Microsoft are pushing Cortana as well. The personal assistant that was once represented as a paper clip is now becoming a tool that pre-empts requirements and displays commonly used information and insights for users. Cortana is not yet an AI, but one can certainly see that Microsoft is starting to embed it everywhere which is a risk as people still find it annoying and controlling but it has come a long way and the more people use it the better it should become. There is a doubt about whether it rely adds a business advantage and differential from competitors or whether it produces the obvious results.

In the future perhaps Microsoft will tie Cortana back to Power BI, measuring performance against the desires of the user and tweaking what is presented to better suit that individual, or perhaps that is a scary step too far?

Delve functionality has been extended from Office 365 into Dynamics, delivering information that is relevant to whatever the individual is working on and what is trending around them. Those companies with large data sets will probably benefit from this more than others but it will be interesting to see what results it pulls out from the data to display.

There is also integration across most of the file storage platforms that Microsoft offer, enabling users in CRM to access documents from SharePoint, OneDrive for Business, and Office 365 Groups for any CRM record. Regardless of the document type, be it PowerPoint or Excel the user can be returned back to CRM once the work with the document has been finished.

There is improved integration with Word delivering a new generation of mail merge that automates much of the extraction from Dynamics be it a single field or data sets that need to be extracted. The Dynamics 2016 team has released a video demonstrating this new function as well as some of the other integrations.

Beyond productivity

As well as the features listed above Microsoft has improving the functionality in other areas, the blog touched on three aspects.

  1. Intelligence: Using the Azure Machine Learning for sentiment analysis in Microsoft Social Engagement Dynamics should be able to improve the selling opportunities of sales teams by making intelligent suggestions both in terms of product and in terms of the customer experience.
  2. Mobilty: Dynamics 2016 promises to deliver, or aims to deliver, full offline mobile capability. With Cortana enabled voice driven CRM could be a step closer, it will be interesting to see how usable this actually is.
  3. Field Service: Having acquired Field One in July 2015  it is impressive that Microsoft have integrated the software into Dynamics 2015, building on the feature set provided by Parature, another purchase the customer service journey feature set is now rich.

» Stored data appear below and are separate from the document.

//! Backend error types

use thiserror::Error;

/// Backend call failure with classification
#[derive(Debug, Error)]
#[error("{message}")]
pub struct ApiError {
    pub kind: ApiErrorKind,
    pub message: String,
    /// HTTP status, or 0 when no response was received
    pub status: u16,
}

impl ApiError {
    pub fn new(kind: ApiErrorKind, message: impl Into<String>) -> Self {
        Self {
            kind,
            message: message.into(),
            status: 0,
        }
    }

    pub fn with_status(mut self, status: u16) -> Self {
        self.status = status;
        self
    }

    pub fn network(message: impl Into<String>) -> Self {
        Self::new(ApiErrorKind::Network, message)
    }

    pub fn decode(message: impl Into<String>) -> Self {
        Self::new(ApiErrorKind::Decode, message)
    }

    pub fn unknown(message: impl Into<String>) -> Self {
        Self::new(ApiErrorKind::Unknown, message)
    }

    /// Classify a non-success response.
    pub fn from_status(status: reqwest::StatusCode, body: &str) -> Self {
        let code = status.as_u16();
        let kind = match code {
            401 | 403 => ApiErrorKind::Auth,
            400 => ApiErrorKind::InvalidRequest,
            500..=599 => ApiErrorKind::ServerError,
            _ => ApiErrorKind::Unknown,
        };
        Self::new(kind, format!("HTTP {status}: {body}")).with_status(code)
    }

    /// Classify a failure that happened before a response arrived.
    pub fn from_reqwest(e: &reqwest::Error) -> Self {
        if e.is_timeout() {
            Self::network(format!("Request timeout: {e}"))
        } else if e.is_connect() {
            Self::network(format!("Connection failed: {e}"))
        } else if e.is_decode() {
            Self::decode(format!("Failed to decode response: {e}"))
        } else {
            Self::unknown(format!("Request failed: {e}"))
        }
    }
}

#[derive(Debug, Clone, Copy, PartialEq, Eq)]
pub enum ApiErrorKind {
    /// Connection refused, reset, timed out
    Network,
    /// 401, 403
    Auth,
    /// 400
    InvalidRequest,
    /// 5xx
    ServerError,
    /// Response arrived but could not be read
    Decode,
    Unknown,
}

There are other enhancements, and a fuller list can be found in the Dynamics CRM 2016 Release Preview Guide. More videos similar to the  Sales Productivity video which highlights how Delve is integrated with Dynamics 2016 and also covers contextual documents will probably become available in the coming weeks as Microsoft builds the hype.

Conclusion

This is not a dot release, but a major step forward for a platform that is now maturing nicely. With a complete integrated cloud of Office365, Dynamics and other software Microsoft is providing companies with a complete ecosystem that they can feel confident will meet all their needs. With Nadella also creating an openness, such as partnerships with Salesforce, he is giving customers the choice of whether they wish to go with Microsoft solely or choose a hybrid route.

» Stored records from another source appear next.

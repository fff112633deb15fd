//! Chat session runtime
//!
//! Drives transport -> normalizer -> accumulator -> renderer for each
//! question and executes the effects the conversation returns. Stream
//! events are applied strictly in arrival order on the caller's task.

mod traits;

#[cfg(test)]
pub mod testing;

pub use traits::{ChatBackend, Presenter};

use crate::client::{ApiError, CompletionRequest};
use crate::conversation::{Conversation, ConversationError, Effect, Feedback, Submission};
use crate::locale::Language;
use crate::render::{render_math, Fragment, MathRenderer, TexRenderer};
use crate::store::LocalStore;
use crate::stream::decode_chunk;
use crate::widget::WidgetError;
use futures::StreamExt;
use std::sync::Arc;
use std::time::{Duration, Instant};
use thiserror::Error;

/// Delay before a scroll request reaches the presenter
pub const SCROLL_SETTLE_DELAY: Duration = Duration::from_millis(150);

#[derive(Debug, Error)]
pub enum SessionError {
    #[error(transparent)]
    Conversation(#[from] ConversationError),
    #[error("Backend request failed: {0}")]
    Api(#[from] ApiError),
    #[error(transparent)]
    Widget(#[from] WidgetError),
}

pub struct ChatSession<B, P> {
    conversation: Conversation,
    backend: Arc<B>,
    presenter: Arc<P>,
    store: Option<LocalStore>,
    math: Arc<dyn MathRenderer>,
    model: String,
    scroll_delay: Duration,
}

impl<B, P> ChatSession<B, P>
where
    B: ChatBackend + 'static,
    P: Presenter + 'static,
{
    pub fn new(
        conversation: Conversation,
        backend: Arc<B>,
        presenter: Arc<P>,
        store: Option<LocalStore>,
        model: impl Into<String>,
    ) -> Self {
        Self {
            conversation,
            backend,
            presenter,
            store,
            math: Arc::new(TexRenderer),
            model: model.into(),
            scroll_delay: SCROLL_SETTLE_DELAY,
        }
    }

    #[must_use]
    #[cfg(test)]
    pub fn with_scroll_delay(mut self, delay: Duration) -> Self {
        self.scroll_delay = delay;
        self
    }

    #[must_use]
    #[cfg(test)]
    pub fn with_math_renderer(mut self, renderer: Arc<dyn MathRenderer>) -> Self {
        self.math = renderer;
        self
    }

    pub fn conversation(&self) -> &Conversation {
        &self.conversation
    }

    /// Show the opening message.
    pub fn start(&mut self) {
        let effects = self.conversation.start();
        self.execute(effects);
    }

    /// Submit a prompt and consume the answer stream to the end.
    pub async fn submit(&mut self, prompt: &str) -> Result<(), SessionError> {
        let prompt = match self.conversation.submit(prompt)? {
            Submission::Handled(effects) => {
                self.execute(effects);
                return Ok(());
            }
            Submission::Request { prompt, effects } => {
                self.execute(effects);
                prompt
            }
        };

        let request = CompletionRequest {
            prompt,
            language: self.conversation.language(),
            gpt_model: self.model.clone(),
            survey_option: self.conversation.selected_survey().map(String::from),
        };

        let started = Instant::now();
        let mut stream = match self.backend.open_stream(&request).await {
            Ok(stream) => stream,
            Err(e) => {
                tracing::error!(error = %e, status = e.status, "Completion request failed");
                self.conversation.fail();
                return Err(e.into());
            }
        };

        let mut chunks = 0usize;
        while let Some(item) = stream.next().await {
            match item {
                Ok(text) => {
                    chunks += 1;
                    for event in decode_chunk(&text) {
                        let effects = self.conversation.append(&event);
                        self.execute(effects);
                    }
                }
                Err(e) => {
                    tracing::error!(error = %e, chunks, "Completion stream failed");
                    self.conversation.fail();
                    return Err(e.into());
                }
            }
        }

        tracing::info!(
            chunks,
            elapsed_ms = u64::try_from(started.elapsed().as_millis()).unwrap_or(u64::MAX),
            "Completion stream finished"
        );
        let effects = self.conversation.complete();
        self.execute(effects);
        Ok(())
    }

    pub fn clear(&mut self) -> Result<(), SessionError> {
        let effects = self.conversation.clear()?;
        self.execute(effects);
        Ok(())
    }

    pub fn toggle_feedback(&mut self, index: usize, feedback: Feedback) -> Result<(), SessionError> {
        let effects = self.conversation.toggle_feedback(index, feedback)?;
        self.execute(effects);
        Ok(())
    }

    pub fn set_language(&mut self, language: Language) {
        let effects = self.conversation.set_language(language);
        self.execute(effects);
    }

    pub fn answer_survey(&mut self, id: &str) -> Result<(), SessionError> {
        let effects = self.conversation.answer_survey(id)?;
        self.execute(effects);
        Ok(())
    }

    pub fn receive_parent_message(&mut self, origin: &str, raw: &str) -> Result<(), SessionError> {
        self.conversation.receive_parent_message(origin, raw)?;
        Ok(())
    }

    /// Transcribe a recording and submit the text as a question.
    ///
    /// Returns the recognized text, or `None` if nothing was recognized.
    pub async fn submit_recording(&mut self, wav: Vec<u8>) -> Result<Option<String>, SessionError> {
        let language = self.conversation.language();
        let Some(text) = self.backend.transcribe(wav, language).await? else {
            tracing::info!("Nothing recognized in recording");
            return Ok(None);
        };
        self.submit(&text).await?;
        Ok(Some(text))
    }

    /// Synthesize the plain text of the message at `index`.
    pub async fn speak(&self, index: usize, voice_name: Option<&str>) -> Result<Vec<u8>, SessionError> {
        let message = self
            .conversation
            .messages()
            .get(index)
            .ok_or(ConversationError::NoSuchMessage(index))?;
        let text = Fragment::parse(&message.text).text_content();
        let audio = self
            .backend
            .text_to_speech(&text, self.conversation.language(), voice_name)
            .await?;
        Ok(audio)
    }

    fn execute(&mut self, effects: Vec<Effect>) {
        for effect in effects {
            self.execute_effect(effect);
        }
    }

    fn execute_effect(&mut self, effect: Effect) {
        match effect {
            Effect::Redraw { index } => {
                if let Some(message) = self.conversation.messages().get(index) {
                    self.presenter.message_updated(index, message);
                }
            }
            Effect::Reset => self.presenter.reset(self.conversation.messages()),
            Effect::ScrollToBottom => {
                let presenter = Arc::clone(&self.presenter);
                let delay = self.scroll_delay;
                tokio::spawn(async move {
                    tokio::time::sleep(delay).await;
                    presenter.scroll_to_bottom();
                });
            }
            Effect::RenderMath { index } => {
                let Some(message) = self.conversation.messages().get(index) else {
                    return;
                };
                let html = render_math(&message.text, self.math.as_ref());
                match self.conversation.set_math_html(index, html) {
                    Ok(redraw) => self.execute_effect(redraw),
                    Err(e) => tracing::warn!(error = %e, "Math pass target vanished"),
                }
            }
            Effect::SendFeedback {
                message_id,
                feedback,
            } => {
                let backend = Arc::clone(&self.backend);
                tokio::spawn(async move {
                    if let Err(e) = backend.send_feedback(&message_id, feedback).await {
                        tracing::error!(message_id = %message_id, error = %e, "Failed to send feedback");
                    }
                });
            }
            Effect::NotifyParent(message) => {
                tracing::info!(widget = ?message, "Notifying parent page");
                self.presenter.notify_parent(&message);
            }
            Effect::RefreshContextKey => self.backend.refresh_context_key(),
            Effect::PersistLanguage(language) => {
                if let Some(store) = &self.store {
                    if let Err(e) = store.set_language(language) {
                        tracing::warn!(error = %e, "Failed to persist language");
                    }
                }
            }
        }
    }
}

When the software is finally released there will be other questions that have yet to be answered. What is the upgrade path? Will pricing change? Will existing Dynamics partners likely to find that their apps are now obsolete?

Dynamics has been growing in strength over the last few years and the recent CRM awards are one indication that Salesforce needs to consider what direction they are going in. The investment in Dynamics has probably been a lot cheaper than the proposed purchase of Salesforce and it will be interesting whether any other company steps forward to swallow up the CRM giant, it now seems very unlikely that Microsoft will as it appears able to beat them at their own game.